⟨
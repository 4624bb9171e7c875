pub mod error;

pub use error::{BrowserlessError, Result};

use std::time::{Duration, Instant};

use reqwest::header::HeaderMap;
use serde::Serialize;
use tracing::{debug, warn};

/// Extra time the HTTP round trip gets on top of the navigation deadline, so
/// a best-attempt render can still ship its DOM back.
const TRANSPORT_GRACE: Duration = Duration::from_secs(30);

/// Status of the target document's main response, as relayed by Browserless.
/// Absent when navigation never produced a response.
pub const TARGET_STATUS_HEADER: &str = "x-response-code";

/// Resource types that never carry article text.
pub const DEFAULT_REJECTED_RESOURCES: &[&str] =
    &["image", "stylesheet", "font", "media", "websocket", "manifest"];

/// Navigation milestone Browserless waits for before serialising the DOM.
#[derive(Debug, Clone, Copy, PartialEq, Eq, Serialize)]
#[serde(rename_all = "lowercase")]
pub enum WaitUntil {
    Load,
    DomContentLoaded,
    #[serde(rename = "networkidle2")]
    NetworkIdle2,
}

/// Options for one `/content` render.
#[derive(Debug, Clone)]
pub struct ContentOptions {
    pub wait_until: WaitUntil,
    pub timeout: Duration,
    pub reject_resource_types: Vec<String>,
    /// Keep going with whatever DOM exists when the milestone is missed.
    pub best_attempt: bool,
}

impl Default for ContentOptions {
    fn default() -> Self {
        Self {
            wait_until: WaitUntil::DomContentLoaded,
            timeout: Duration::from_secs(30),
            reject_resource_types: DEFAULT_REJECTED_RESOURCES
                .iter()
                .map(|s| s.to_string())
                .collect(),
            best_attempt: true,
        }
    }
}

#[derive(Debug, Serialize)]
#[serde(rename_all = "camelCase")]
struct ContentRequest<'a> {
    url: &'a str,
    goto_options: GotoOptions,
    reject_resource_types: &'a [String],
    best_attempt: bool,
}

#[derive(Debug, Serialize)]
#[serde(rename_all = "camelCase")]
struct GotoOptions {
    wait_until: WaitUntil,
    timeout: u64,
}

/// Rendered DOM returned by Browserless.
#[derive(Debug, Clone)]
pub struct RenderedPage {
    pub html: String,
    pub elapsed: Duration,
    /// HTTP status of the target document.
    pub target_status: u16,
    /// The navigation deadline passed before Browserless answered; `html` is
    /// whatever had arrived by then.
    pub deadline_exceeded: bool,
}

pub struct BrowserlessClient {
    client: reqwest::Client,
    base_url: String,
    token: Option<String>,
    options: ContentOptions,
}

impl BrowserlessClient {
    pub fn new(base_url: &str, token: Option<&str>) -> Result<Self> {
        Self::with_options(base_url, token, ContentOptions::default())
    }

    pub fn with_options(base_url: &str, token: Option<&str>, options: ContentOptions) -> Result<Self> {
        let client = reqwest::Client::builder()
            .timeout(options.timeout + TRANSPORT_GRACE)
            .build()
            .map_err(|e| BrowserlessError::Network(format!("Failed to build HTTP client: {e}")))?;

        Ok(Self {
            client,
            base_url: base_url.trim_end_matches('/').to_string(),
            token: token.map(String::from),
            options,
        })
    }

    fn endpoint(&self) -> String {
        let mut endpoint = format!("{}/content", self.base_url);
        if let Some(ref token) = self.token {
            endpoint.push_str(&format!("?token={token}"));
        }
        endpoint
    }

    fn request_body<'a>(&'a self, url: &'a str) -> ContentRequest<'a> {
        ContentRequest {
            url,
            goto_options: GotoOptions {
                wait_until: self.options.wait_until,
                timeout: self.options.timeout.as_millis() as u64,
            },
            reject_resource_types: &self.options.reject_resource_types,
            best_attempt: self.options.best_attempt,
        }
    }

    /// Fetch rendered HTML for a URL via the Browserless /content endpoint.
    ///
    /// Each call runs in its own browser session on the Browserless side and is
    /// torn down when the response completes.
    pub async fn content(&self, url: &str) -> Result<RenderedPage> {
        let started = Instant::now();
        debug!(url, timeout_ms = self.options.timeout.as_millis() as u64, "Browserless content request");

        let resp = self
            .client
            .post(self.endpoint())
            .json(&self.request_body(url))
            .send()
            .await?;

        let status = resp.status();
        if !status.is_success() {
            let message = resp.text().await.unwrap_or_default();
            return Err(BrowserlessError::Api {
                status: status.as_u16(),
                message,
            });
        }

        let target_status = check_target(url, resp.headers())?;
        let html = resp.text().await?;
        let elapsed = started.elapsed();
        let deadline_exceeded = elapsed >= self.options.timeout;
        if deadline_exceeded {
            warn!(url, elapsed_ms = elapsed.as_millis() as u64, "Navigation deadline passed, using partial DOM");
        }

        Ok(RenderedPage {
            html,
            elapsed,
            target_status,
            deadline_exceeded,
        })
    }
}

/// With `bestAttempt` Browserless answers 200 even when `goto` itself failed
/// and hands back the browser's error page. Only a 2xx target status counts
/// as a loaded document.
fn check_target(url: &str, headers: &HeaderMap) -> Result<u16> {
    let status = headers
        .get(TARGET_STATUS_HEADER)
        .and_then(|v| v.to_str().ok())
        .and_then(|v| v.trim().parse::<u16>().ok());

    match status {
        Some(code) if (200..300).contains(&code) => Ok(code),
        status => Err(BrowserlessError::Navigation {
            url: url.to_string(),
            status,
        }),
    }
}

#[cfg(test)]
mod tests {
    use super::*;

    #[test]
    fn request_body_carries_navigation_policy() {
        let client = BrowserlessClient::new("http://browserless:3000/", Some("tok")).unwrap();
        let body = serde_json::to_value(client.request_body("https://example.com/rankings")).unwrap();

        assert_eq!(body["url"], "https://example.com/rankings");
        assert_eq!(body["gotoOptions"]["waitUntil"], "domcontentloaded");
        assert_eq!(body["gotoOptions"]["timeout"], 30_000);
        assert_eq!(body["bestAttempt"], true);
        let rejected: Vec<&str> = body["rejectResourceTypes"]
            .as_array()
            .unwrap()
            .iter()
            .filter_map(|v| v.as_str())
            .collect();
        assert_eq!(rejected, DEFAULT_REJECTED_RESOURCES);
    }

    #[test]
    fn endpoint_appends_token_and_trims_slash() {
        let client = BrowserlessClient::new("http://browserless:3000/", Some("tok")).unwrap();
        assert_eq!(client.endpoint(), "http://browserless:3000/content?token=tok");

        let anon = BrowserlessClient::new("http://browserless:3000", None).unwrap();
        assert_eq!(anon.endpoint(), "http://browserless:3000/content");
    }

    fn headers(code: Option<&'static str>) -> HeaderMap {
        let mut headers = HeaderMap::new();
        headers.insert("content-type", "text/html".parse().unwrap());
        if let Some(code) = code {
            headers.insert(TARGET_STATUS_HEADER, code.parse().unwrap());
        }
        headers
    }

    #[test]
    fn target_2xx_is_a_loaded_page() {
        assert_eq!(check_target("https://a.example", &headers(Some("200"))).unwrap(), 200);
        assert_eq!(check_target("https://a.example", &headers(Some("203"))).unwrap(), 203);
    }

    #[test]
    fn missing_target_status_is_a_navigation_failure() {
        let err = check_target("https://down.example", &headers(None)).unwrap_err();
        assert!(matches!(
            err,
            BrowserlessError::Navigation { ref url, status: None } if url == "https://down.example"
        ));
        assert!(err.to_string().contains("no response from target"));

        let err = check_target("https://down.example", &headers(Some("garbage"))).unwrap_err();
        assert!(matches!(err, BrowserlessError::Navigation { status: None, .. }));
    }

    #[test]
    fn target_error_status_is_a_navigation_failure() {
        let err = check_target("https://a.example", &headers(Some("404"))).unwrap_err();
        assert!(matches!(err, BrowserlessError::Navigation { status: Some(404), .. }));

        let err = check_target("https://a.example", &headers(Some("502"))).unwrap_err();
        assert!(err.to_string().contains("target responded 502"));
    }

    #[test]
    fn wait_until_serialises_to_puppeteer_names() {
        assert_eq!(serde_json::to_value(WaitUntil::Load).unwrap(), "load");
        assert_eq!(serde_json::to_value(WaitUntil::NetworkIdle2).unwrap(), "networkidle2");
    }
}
⟩
• Work instructions: All that is needed is how many lines of the listing hold the word "ContentOptions", stated as one number.

• Result: 5